Sat May 14 11:07:24 CEST 2011

On date Saturday 2011-05-14 01:57:41 +0200, Michael Niedermayer encoded:
> On Sat, May 14, 2011 at 01:30:03AM +0200, Stefano Sabatini wrote:
> > Hi,
> > 
> > I spent some time trying to figure out how to fix issue #169,
> > currently the problem is that the code can't work for stereo files,
> > indeed audio data in an SVX8 file is contained in a single chunk, with
> > all the left samples at the begin and the right samples at the end.
> > 
> > The problem is that the chunk size is not known a-priori, and its
> > decoded size could easily exceeds the max buffer size.
> > 
> > A possible solution would be to extend the audio decoding/encoding API
> > (audio frame in AVFrame?), another would be to store the whole chunk
> > in the demuxer, decode+interleave and release audio packets with fixed
> > size, another would be to make the demuxer fails in case stereo audio is
> > detected, which can't work with the current code/framework.
> > 
> > decode+interleave in demuxer seems simple enough, and would imply to
> > dump the 8svx decoders which would be unnecessary since all the
> > decoding would be done in the muxer itself.
> > 
> > Ideas/suggestions?

[Note: edited above content to replace muxer with DEmuxer).

> The decoder could just split and return several smaller frames
> I dont know if this is the best solution but it seems the easiest
> with the least hacks

Possible solution: iff demuxer passes the whole audio chunk to the
decoder, which decodes it, interleaves and returns the first decoded
frame.

Application will have to call again avcodec_decode_audio3() with a
NULL packet until the audio chunk will be exhausted, in this case the
function will finally return 0 (and the total sum of consumed bytes
will be equal to the input packet size).

>From the avcodec_decode_audio3() docs:

 * Decode the audio frame of size avpkt->size from avpkt->data into samples.
 * Some decoders may support multiple frames in a single AVPacket, such
 * decoders would then just decode the first frame. In this case,
 * avcodec_decode_audio3 has to be called again with an AVPacket that contains
 * the remaining data in order to decode the second frame etc.

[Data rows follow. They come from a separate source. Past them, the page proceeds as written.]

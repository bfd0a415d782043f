// Tests for re-stamping an artifact's hash

use crate::common::*;
use capsule::protocol::{Artifact, RunMode};
use std::fs;
use tempfile::TempDir;

fn drifted_target() -> (TempDir, TempDir, std::path::PathBuf) {
    let src = TempDir::new().unwrap();
    let out = TempDir::new().unwrap();
    project_tree(src.path());
    let artifact = pack(src.path(), out.path(), &["*.log"]).artifact_path;
    let target = TempDir::new().unwrap();
    run(&artifact, target.path(), RunMode::Create);
    write_file(target.path(), "src/main.rs", b"fn main() { drift(); }\n");
    (target, out, artifact)
}

#[test]
fn test_declined_recalculation_is_cancelled() {
    let (target, _out, artifact) = drifted_target();
    let before = fs::read(&artifact).unwrap();

    let mut answer = Answer::no();
    let report = run_mode(&artifact, target.path(), RunMode::RecalculateHash, &mut answer).unwrap();
    assert_eq!(answer.asked, 1);
    assert!(report.cancelled);
    assert!(!report.stamped_rewritten);
    assert_eq!(report.exit_code(), 1);
    assert_eq!(fs::read(&artifact).unwrap(), before);
}

#[test]
fn test_accepted_recalculation_restamps_only_the_hash() {
    let (target, out, artifact) = drifted_target();
    let original = Artifact::read_from(&artifact).unwrap();

    let mut answer = Answer::yes();
    let report = run_mode(&artifact, target.path(), RunMode::RecalculateHash, &mut answer).unwrap();
    assert!(report.stamped_rewritten);
    assert!(report.is_success());

    let updated = Artifact::read_from(&artifact).unwrap();
    assert_eq!(updated.header.source_hash, report.digest.unwrap().computed);
    assert_ne!(updated.header.source_hash, original.header.source_hash);
    assert_eq!(updated.records, original.records);

    // the re-stamped artifact now verifies against the drifted tree
    assert!(run(&artifact, target.path(), RunMode::Verify).is_success());
    // no backup or temp files left behind
    let leftovers: Vec<_> = fs::read_dir(out.path())
        .unwrap()
        .filter_map(|e| e.ok())
        .filter(|e| e.file_name().to_string_lossy().starts_with(".capsule-"))
        .collect();
    assert!(leftovers.is_empty());
}

#[test]
fn test_matching_digest_skips_the_prompt() {
    let src = TempDir::new().unwrap();
    let out = TempDir::new().unwrap();
    project_tree(src.path());
    let artifact = pack(src.path(), out.path(), &["*.log"]).artifact_path;
    let target = TempDir::new().unwrap();
    run(&artifact, target.path(), RunMode::Create);

    let mut answer = Answer::yes();
    let report = run_mode(&artifact, target.path(), RunMode::RecalculateHash, &mut answer).unwrap();
    assert_eq!(answer.asked, 0);
    assert!(report.is_success());
    assert!(!report.stamped_rewritten);
}
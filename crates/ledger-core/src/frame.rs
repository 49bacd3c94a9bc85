//! [`Frame`]: selected rows materialised as a rows × named-columns table.

use serde::{Deserialize, Serialize};

use crate::{Error, Fields, Filters, Result, Row, Value, schema::ID_COLUMN};

#[derive(Debug, Clone, Default, PartialEq, Serialize, Deserialize)]
pub struct Frame {
  pub columns: Vec<String>,
  /// Each row has exactly `columns.len()` cells.
  pub rows:    Vec<Vec<Value>>,
}

impl Frame {
  pub fn new(columns: Vec<String>) -> Self { Self { columns, rows: Vec::new() } }

  pub fn len(&self) -> usize { self.rows.len() }

  pub fn is_empty(&self) -> bool { self.rows.is_empty() }

  pub fn column_index(&self, name: &str) -> Option<usize> {
    self.columns.iter().position(|c| c == name)
  }

  /// Every cell of one column, top to bottom.
  pub fn column<'a>(&'a self, name: &str) -> Option<impl Iterator<Item = &'a Value> + use<'a>> {
    let idx = self.column_index(name)?;
    Some(self.rows.iter().map(move |r| &r[idx]))
  }

  /// Sorted distinct non-null values of one column.
  pub fn distinct(&self, name: &str) -> Option<Vec<Value>> {
    let mut values: Vec<Value> = self
      .column(name)?
      .filter(|v| !v.is_null())
      .cloned()
      .collect();
    values.sort_by(Value::total_cmp);
    values.dedup();
    Some(values)
  }

  /// The rows matching `filters`, with the same columns.
  ///
  /// Matches the way a select does: keys are AND-ed, list values OR-ed, and
  /// NULL never equals anything. Keys naming no column and empty lists are
  /// ignored.
  pub fn filtered(&self, filters: &Filters) -> Frame {
    let predicates: Vec<(usize, &[Value])> = filters
      .iter()
      .filter_map(|(name, f)| self.column_index(name).map(|idx| (idx, f.values())))
      .filter(|(_, values)| !values.is_empty())
      .collect();

    let rows = self
      .rows
      .iter()
      .filter(|row| {
        predicates.iter().all(|(idx, values)| {
          let cell = &row[*idx];
          !cell.is_null() && values.iter().any(|v| cell.total_cmp(v).is_eq())
        })
      })
      .cloned()
      .collect();

    Frame { columns: self.columns.clone(), rows }
  }

  /// Append a derived column computed from each row.
  pub fn push_column(
    &mut self,
    name: impl Into<String>,
    mut f: impl FnMut(&Self, &[Value]) -> Value,
  ) {
    let derived: Vec<Value> = self.rows.iter().map(|r| f(self, r)).collect();
    self.columns.push(name.into());
    for (row, v) in self.rows.iter_mut().zip(derived) {
      row.push(v);
    }
  }

  /// Split every row back into identity and fields.
  pub fn to_rows(&self) -> Result<Vec<Row>> {
    let id_idx = self
      .column_index(ID_COLUMN)
      .ok_or_else(|| Error::MissingColumn(ID_COLUMN.to_owned()))?;

    self
      .rows
      .iter()
      .map(|cells| {
        let id = match &cells[id_idx] {
          Value::Integer(i) => *i,
          Value::Null => return Err(Error::UnexpectedNull(ID_COLUMN.to_owned())),
          other => {
            return Err(Error::TypeMismatch {
              column:   ID_COLUMN.to_owned(),
              expected: "integer",
              found:    other.kind(),
            });
          }
        };
        let fields: Fields = self
          .columns
          .iter()
          .zip(cells)
          .enumerate()
          .filter(|(i, _)| *i != id_idx)
          .map(|(_, (name, v))| (name.clone(), v.clone()))
          .collect();
        Ok(Row { id, fields })
      })
      .collect()
  }
}
//! ledger-server binary.
//!
//! Reads `config.toml` (or the path given with `--config`), makes sure the
//! ledger table exists, and serves the JSON API under `/api`.

mod settings;

use std::path::PathBuf;

use anyhow::Context as _;
use axum::Router;
use clap::Parser;
use ledger_api::AppState;
use ledger_store_sqlite::SqliteLedger;
use tokio::net::TcpListener;
use tower_http::trace::TraceLayer;
use tracing::level_filters::LevelFilter;
use tracing_subscriber::EnvFilter;

use crate::settings::{ServerConfig, expand_tilde};

#[derive(Parser)]
#[command(author, version, about = "Household ledger server")]
struct Cli {
  /// Path to the TOML configuration file.
  #[arg(short, long, default_value = "config.toml")]
  config: PathBuf,
}

#[tokio::main]
async fn main() -> anyhow::Result<()> {
  tracing_subscriber::fmt()
    .with_env_filter(
      EnvFilter::builder()
        .with_default_directive(LevelFilter::INFO.into())
        .from_env_lossy(),
    )
    .init();

  let cli = Cli::parse();

  // Load configuration.
  let settings = config::Config::builder()
    .add_source(config::File::from(cli.config).required(false))
    .add_source(
      config::Environment::with_prefix("LEDGER")
        .prefix_separator("_")
        .separator("__"),
    )
    .build()
    .context("failed to read config file")?;

  let mut server_cfg: ServerConfig = settings
    .try_deserialize()
    .context("failed to deserialise ServerConfig")?;
  server_cfg.ledger.db_path = expand_tilde(&server_cfg.ledger.db_path);

  // Create the table up front so a bad path fails at startup.
  let mut ledger = SqliteLedger::new(&server_cfg.ledger).context("invalid ledger config")?;
  ledger
    .open()
    .await
    .with_context(|| format!("failed to open ledger at {:?}", server_cfg.ledger.db_path))?;
  ledger.close().await.context("failed to close ledger")?;

  let address = server_cfg.address();
  let state = AppState::new(server_cfg.ledger).context("invalid ledger config")?;
  let app = Router::new()
    .nest("/api", ledger_api::api_router(state))
    .layer(TraceLayer::new_for_http());

  tracing::info!("Listening on http://{address}");
  let listener = TcpListener::bind(&address)
    .await
    .with_context(|| format!("failed to bind {address}"))?;

  axum::serve(listener, app).await.context("server error")?;

  Ok(())
}
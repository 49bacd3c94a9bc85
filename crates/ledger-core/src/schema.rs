//! The schema descriptor: column name → declared storage type.
//!
//! The schema is configuration, not code. It drives table creation and is the
//! only source of identifiers that ever reach SQL text, so every name is
//! validated here before the schema can be constructed.

use serde::{Deserialize, Serialize};

use crate::{Error, Fields, Result, Value};

/// Name of the auto-assigned identity column every table carries.
pub const ID_COLUMN: &str = "id";

// ─── Column ──────────────────────────────────────────────────────────────────

/// One declared column.
#[derive(Debug, Clone, PartialEq, Eq, Serialize, Deserialize)]
pub struct Column {
  pub name:      String,
  /// Declared SQL type, e.g. `int` or `text`. Interpolated into the DDL.
  #[serde(rename = "type")]
  pub decl_type: String,
}

impl Column {
  pub fn new(name: impl Into<String>, decl_type: impl Into<String>) -> Self {
    Self { name: name.into(), decl_type: decl_type.into() }
  }

  pub fn affinity(&self) -> Affinity { Affinity::of(&self.decl_type) }
}

// ─── Affinity ────────────────────────────────────────────────────────────────

/// SQLite type affinity derived from a declared type (SQLite docs §3.1).
#[derive(Debug, Clone, Copy, PartialEq, Eq)]
pub enum Affinity {
  Integer,
  Text,
  Blob,
  Real,
  Numeric,
}

impl Affinity {
  pub fn of(decl_type: &str) -> Self {
    let t = decl_type.to_ascii_uppercase();
    if t.contains("INT") {
      Self::Integer
    } else if t.contains("CHAR") || t.contains("CLOB") || t.contains("TEXT") {
      Self::Text
    } else if t.is_empty() || t.contains("BLOB") {
      Self::Blob
    } else if t.contains("REAL") || t.contains("FLOA") || t.contains("DOUB") {
      Self::Real
    } else {
      Self::Numeric
    }
  }

  /// Convert raw text input (a query-string value, a CSV cell) into the value
  /// the column would store. Non-numeric input to a numeric column stays text,
  /// as SQLite itself would keep it.
  pub fn coerce(self, raw: &str) -> Value {
    match self {
      Self::Text | Self::Blob => Value::Text(raw.to_owned()),
      Self::Integer | Self::Numeric => {
        let trimmed = raw.trim();
        if trimmed.is_empty() {
          Value::Null
        } else if let Ok(i) = trimmed.parse::<i64>() {
          Value::Integer(i)
        } else if let Ok(r) = trimmed.parse::<f64>() {
          if r.fract() == 0.0 && r.abs() < i64::MAX as f64 {
            Value::Integer(r as i64)
          } else {
            Value::Real(r)
          }
        } else {
          Value::Text(raw.to_owned())
        }
      }
      Self::Real => {
        let trimmed = raw.trim();
        if trimmed.is_empty() {
          Value::Null
        } else {
          trimmed
            .parse::<f64>()
            .map_or_else(|_| Value::Text(raw.to_owned()), Value::Real)
        }
      }
    }
  }
}

// ─── Schema ──────────────────────────────────────────────────────────────────

/// Ordered list of data columns, excluding the identity column.
#[derive(Debug, Clone, PartialEq, Eq, Serialize)]
#[serde(transparent)]
pub struct Schema {
  columns: Vec<Column>,
}

impl Schema {
  /// Validate and build a schema.
  ///
  /// Rejects names that are not plain identifiers, duplicate names, the
  /// reserved identity column, and declared types with characters outside
  /// `[A-Za-z0-9_ (),]`.
  pub fn new(columns: impl IntoIterator<Item = Column>) -> Result<Self> {
    let mut out: Vec<Column> = Vec::new();
    for column in columns {
      validate_identifier(&column.name)?;
      if column.name.eq_ignore_ascii_case(ID_COLUMN) {
        return Err(Error::ReservedColumn(column.name));
      }
      if !column
        .decl_type
        .chars()
        .all(|c| c.is_ascii_alphanumeric() || matches!(c, '_' | ' ' | '(' | ')' | ','))
      {
        return Err(Error::InvalidDeclType {
          column:    column.name,
          decl_type: column.decl_type,
        });
      }
      if out.iter().any(|c| c.name.eq_ignore_ascii_case(&column.name)) {
        return Err(Error::DuplicateColumn(column.name));
      }
      out.push(column);
    }
    Ok(Self { columns: out })
  }

  /// The default household-ledger schema.
  pub fn ledger() -> Self {
    Self {
      columns: default_columns(),
    }
  }

  pub fn columns(&self) -> &[Column] { &self.columns }

  pub fn column(&self, name: &str) -> Option<&Column> {
    self.columns.iter().find(|c| c.name == name)
  }

  /// `true` if `name` may appear in an insert or update.
  pub fn contains(&self, name: &str) -> bool { self.column(name).is_some() }

  /// `true` if `name` may appear in a select filter: any data column plus
  /// the identity column.
  pub fn is_filterable(&self, name: &str) -> bool {
    name == ID_COLUMN || self.contains(name)
  }

  /// Affinity of a filterable column; `None` if unknown.
  pub fn affinity(&self, name: &str) -> Option<Affinity> {
    if name == ID_COLUMN {
      return Some(Affinity::Integer);
    }
    self.column(name).map(Column::affinity)
  }

  /// Convert raw text for `column`; unknown columns keep the text as is.
  pub fn coerce(&self, column: &str, raw: &str) -> Value {
    self
      .affinity(column)
      .unwrap_or(Affinity::Text)
      .coerce(raw)
  }

  /// The recognised subset of `fields`, in iteration order. Unknown keys are
  /// dropped.
  pub fn recognize<'a>(&self, fields: &'a Fields) -> Vec<(&'a str, &'a Value)> {
    fields
      .iter()
      .filter(|(name, _)| {
        let known = self.contains(name);
        if !known {
          tracing::debug!(column = %name, "dropping unrecognised field");
        }
        known
      })
      .collect()
  }
}

impl<'de> Deserialize<'de> for Schema {
  fn deserialize<D: serde::Deserializer<'de>>(d: D) -> Result<Self, D::Error> {
    let columns = Vec::<Column>::deserialize(d)?;
    Schema::new(columns).map_err(serde::de::Error::custom)
  }
}

impl Default for Schema {
  fn default() -> Self { Self::ledger() }
}

pub(crate) fn default_columns() -> Vec<Column> {
  vec![
    Column::new("year", "int"),
    Column::new("month", "int"),
    Column::new("category", "text"),
    Column::new("detail", "text"),
    Column::new("value", "int"),
    Column::new("memo", "text"),
  ]
}

/// Accept only `[A-Za-z_][A-Za-z0-9_]*`.
pub fn validate_identifier(name: &str) -> Result<()> {
  let mut chars = name.chars();
  let head_ok = chars
    .next()
    .is_some_and(|c| c.is_ascii_alphabetic() || c == '_');
  if head_ok && chars.all(|c| c.is_ascii_alphanumeric() || c == '_') {
    Ok(())
  } else {
    Err(Error::InvalidIdentifier(name.to_owned()))
  }
}
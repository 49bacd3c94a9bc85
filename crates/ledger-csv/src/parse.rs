//! Encoded CSV → insert payloads.

use encoding_rs::Encoding;
use ledger_core::{Fields, Schema, Value};

use crate::{Error, Result};

// ─── Mapping ─────────────────────────────────────────────────────────────────

/// Which CSV header feeds which ledger column.
#[derive(Debug, Clone, PartialEq, Eq)]
pub struct ImportMapping {
  /// `(source header, target column)` pairs.
  pairs: Vec<(String, String)>,
}

impl ImportMapping {
  pub fn new<I, S, T>(pairs: I) -> Self
  where
    I: IntoIterator<Item = (S, T)>,
    S: Into<String>,
    T: Into<String>,
  {
    Self {
      pairs: pairs
        .into_iter()
        .map(|(s, t)| (s.into(), t.into()))
        .collect(),
    }
  }

  /// The layout of the bank/card statement exports the ledger is fed from.
  /// Header names are matched exactly, including case.
  pub fn external() -> Self {
    Self::new([
      ("Year", "year"),
      ("Month", "month"),
      ("Category", "category"),
      ("Amount", "value"),
    ])
  }

  /// Every schema column mapped from a header of the same name.
  pub fn identity(schema: &Schema) -> Self {
    Self::new(schema.columns().iter().map(|c| (c.name.clone(), c.name.clone())))
  }

  pub fn pairs(&self) -> impl Iterator<Item = (&str, &str)> {
    self.pairs.iter().map(|(s, t)| (s.as_str(), t.as_str()))
  }

  /// Pick a mapping for `headers`: the external layout when all of its
  /// headers are present, otherwise the schema columns the header names.
  pub fn detect(headers: &csv::StringRecord, schema: &Schema) -> Result<Self> {
    let has = |name: &str| headers.iter().any(|h| h == name);

    let external = Self::external();
    if external.pairs().all(|(source, _)| has(source)) {
      return Ok(external);
    }

    let present: Vec<(String, String)> = Self::identity(schema)
      .pairs
      .into_iter()
      .filter(|(source, _)| has(source))
      .collect();
    if present.is_empty() {
      return Err(Error::UnmappedHeader);
    }
    Ok(Self { pairs: present })
  }

  /// Resolve each source header to its position in `headers`.
  fn resolve(&self, headers: &csv::StringRecord) -> Result<Vec<(usize, String)>> {
    self
      .pairs
      .iter()
      .map(|(source, target)| {
        headers
          .iter()
          .position(|h| h == source)
          .map(|idx| (idx, target.clone()))
          .ok_or_else(|| Error::MissingColumn(source.clone()))
      })
      .collect()
  }
}

// ─── Reading ─────────────────────────────────────────────────────────────────

/// Decode `bytes` from `encoding`. A leading BOM overrides `encoding`.
pub fn decode(bytes: &[u8], encoding: &'static Encoding) -> Result<String> {
  let (text, used, had_errors) = encoding.decode(bytes);
  if had_errors {
    return Err(Error::Undecodable(used.name()));
  }
  Ok(text.into_owned())
}

/// Parse CSV `bytes` into one [`Fields`] payload per data line.
///
/// With `mapping = None` the mapping is detected from the header. Empty
/// cells become NULL, so an empty string does not survive a round trip.
/// Other cells are coerced by the target column's affinity; text cells are
/// taken verbatim, whitespace included.
pub fn read_fields(
  bytes:    &[u8],
  encoding: &'static Encoding,
  schema:   &Schema,
  mapping:  Option<&ImportMapping>,
) -> Result<Vec<Fields>> {
  let text = decode(bytes, encoding)?;
  let mut reader = csv::ReaderBuilder::new()
    .has_headers(true)
    .from_reader(text.as_bytes());

  let headers = reader.headers()?.clone();
  let mapping = match mapping {
    Some(m) => m.clone(),
    None => ImportMapping::detect(&headers, schema)?,
  };
  let columns = mapping.resolve(&headers)?;
  tracing::debug!(mapping = ?mapping.pairs, "resolved import mapping");

  let mut out = Vec::new();
  for record in reader.records() {
    let record = record?;
    let fields: Fields = columns
      .iter()
      .map(|(idx, target)| {
        // Text cells keep their padding; numeric coercion trims on its own.
        let value = match record.get(*idx) {
          None | Some("") => Value::Null,
          Some(cell) => schema.coerce(target, cell),
        };
        (target.clone(), value)
      })
      .collect();
    out.push(fields);
  }
  Ok(out)
}
//! Handlers for `/records` endpoints.
//!
//! | Method   | Path | Notes |
//! |----------|------|-------|
//! | `GET`    | `/records` | Query-string filters; repeat a key to match any of its values |
//! | `GET`    | `/records/:id` | 404 if not found |
//! | `POST`   | `/records` | Body: JSON object of column → value; 201 |
//! | `PATCH`  | `/records/:id` | Body as for `POST`; 204, or 404 if no row changed |
//! | `DELETE` | `/records/:id` | 204, or 404 if no row was deleted |
//! | `POST`   | `/records/import` | Body: CSV in the export encoding |
//! | `GET`    | `/records/export` | Same filters as `GET /records`; returns CSV |

use std::collections::BTreeMap;

use axum::{
  Json,
  extract::{Path, Query, State},
  http::{StatusCode, header},
  response::IntoResponse,
};
use bytes::Bytes;
use ledger_core::{FilterValue, Fields, Filters, LedgerStore, Row, Schema, Value};
use serde_json::json;

use crate::{AppState, error::ApiError};

/// Group `key=value` pairs by key. A key seen once is an equality, a repeated
/// key a membership test. Values are coerced by the column's affinity.
///
/// A blank value for a numeric column (`?year=`) coerces to NULL, which no
/// row equals, so it is dropped instead. Blank text values are kept.
pub fn filters_from_query(schema: &Schema, pairs: Vec<(String, String)>) -> Filters {
  let mut grouped: BTreeMap<String, Vec<Value>> = BTreeMap::new();
  for (column, raw) in pairs {
    let value = schema.coerce(&column, &raw);
    if value.is_null() {
      tracing::debug!(column = %column, "ignoring blank filter value");
      continue;
    }
    grouped.entry(column).or_default().push(value);
  }

  let mut filters = Filters::new();
  for (column, mut values) in grouped {
    let filter = if values.len() == 1 {
      FilterValue::One(values.remove(0))
    } else {
      FilterValue::Any(values)
    };
    filters.set(column, filter);
  }
  filters
}

// ─── List ─────────────────────────────────────────────────────────────────────

/// `GET /records[?column=value…]`
pub async fn list(
  State(state): State<AppState>,
  Query(pairs): Query<Vec<(String, String)>>,
) -> Result<Json<Vec<Row>>, ApiError> {
  let filters = filters_from_query(state.table.schema(), pairs);
  let rows = state
    .session(move |l| Box::pin(async move { l.select(&filters).await }))
    .await?;
  Ok(Json(rows))
}

// ─── Get one ──────────────────────────────────────────────────────────────────

/// `GET /records/:id`
pub async fn get_one(
  State(state): State<AppState>,
  Path(id): Path<i64>,
) -> Result<Json<Row>, ApiError> {
  let filters = Filters::new().eq(ledger_core::ID_COLUMN, id);
  let row = state
    .session(move |l| Box::pin(async move { l.select(&filters).await }))
    .await?
    .into_iter()
    .next()
    .ok_or_else(|| ApiError::NotFound(format!("record {id} not found")))?;
  Ok(Json(row))
}

// ─── Create ───────────────────────────────────────────────────────────────────

/// `POST /records`. Unknown keys are ignored; an empty payload is a no-op.
pub async fn create(
  State(state): State<AppState>,
  Json(fields): Json<Fields>,
) -> Result<StatusCode, ApiError> {
  state
    .mutate(move |l| Box::pin(async move { l.insert(&fields).await }))
    .await?;
  Ok(StatusCode::CREATED)
}

// ─── Update ───────────────────────────────────────────────────────────────────

/// `PATCH /records/:id`
pub async fn update_one(
  State(state): State<AppState>,
  Path(id): Path<i64>,
  Json(fields): Json<Fields>,
) -> Result<StatusCode, ApiError> {
  if state.table.schema().recognize(&fields).is_empty() {
    return Ok(StatusCode::NO_CONTENT);
  }

  let changed = state
    .mutate(move |l| Box::pin(async move { l.update(id, &fields).await }))
    .await?;
  if changed == 0 {
    return Err(ApiError::NotFound(format!("record {id} not found")));
  }
  Ok(StatusCode::NO_CONTENT)
}

// ─── Delete ───────────────────────────────────────────────────────────────────

/// `DELETE /records/:id`
pub async fn delete_one(
  State(state): State<AppState>,
  Path(id): Path<i64>,
) -> Result<StatusCode, ApiError> {
  let changed = state
    .mutate(move |l| Box::pin(async move { l.delete(id).await }))
    .await?;
  if changed == 0 {
    return Err(ApiError::NotFound(format!("record {id} not found")));
  }
  Ok(StatusCode::NO_CONTENT)
}

// ─── Import ───────────────────────────────────────────────────────────────────

/// `POST /records/import`. One insert per CSV line. Each insert commits on
/// its own, so a failure part-way keeps the lines before it.
pub async fn import(
  State(state): State<AppState>,
  body: Bytes,
) -> Result<impl IntoResponse, ApiError> {
  let payloads = ledger_csv::read_fields(&body, state.encoding, state.table.schema(), None)
    .map_err(|e| ApiError::BadRequest(e.to_string()))?;
  let imported = payloads.len();

  state
    .mutate(move |l| {
      Box::pin(async move {
        for fields in &payloads {
          l.insert(fields).await?;
        }
        Ok(())
      })
    })
    .await?;

  tracing::info!(imported, "imported records");
  Ok(Json(json!({ "imported": imported })))
}

// ─── Export ───────────────────────────────────────────────────────────────────

/// `GET /records/export[?column=value…]`
pub async fn export(
  State(state): State<AppState>,
  Query(pairs): Query<Vec<(String, String)>>,
) -> Result<impl IntoResponse, ApiError> {
  let filters = filters_from_query(state.table.schema(), pairs);
  let frame = state
    .session(move |l| Box::pin(async move { l.frame(&filters).await }))
    .await?;
  let bytes = ledger_csv::write_frame(&frame, state.encoding)
    .map_err(|e| ApiError::Store(Box::new(e)))?;

  let content_type = format!("text/csv; charset={}", state.encoding.name());
  let disposition  = format!("attachment; filename=\"{}.csv\"", state.table.name());
  Ok((
    [
      (header::CONTENT_TYPE, content_type),
      (header::CONTENT_DISPOSITION, disposition),
    ],
    bytes,
  ))
}
//! Error types for the ledger-csv codec.

use thiserror::Error;

#[derive(Debug, Error)]
pub enum Error {
  #[error("csv error: {0}")]
  Csv(#[from] csv::Error),

  #[error("io error: {0}")]
  Io(#[from] std::io::Error),

  #[error("unknown text encoding: {0:?}")]
  UnknownEncoding(String),

  /// The text holds characters the target encoding cannot represent.
  #[error("text cannot be encoded as {0}")]
  Unencodable(&'static str),

  #[error("input is not valid {0}")]
  Undecodable(&'static str),

  #[error("missing column in header: {0}")]
  MissingColumn(String),

  #[error("no header column matches the import mapping or the schema")]
  UnmappedHeader,
}

pub type Result<T, E = Error> = std::result::Result<T, E>;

The last sentence seems to imply that the *application* has to update
the packet (how?), while there is no mention that when the stream ends
the application may continue to call avcodec_decode_audio3() with a
NULL packet to get the cached frames.

Also in this case consumed data is not put sequencially in the packet,
indeed we have:
LLLLLLLLLLLLLLLLLLLL...RRRRRRRRRRRRRRRRRRRRRR

and we return LR for each frame, so it is not feasible to just advance
the pkt.data pointer.
-- 
FFmpeg = Furious Foolish Multimedia Ponderous Excellent God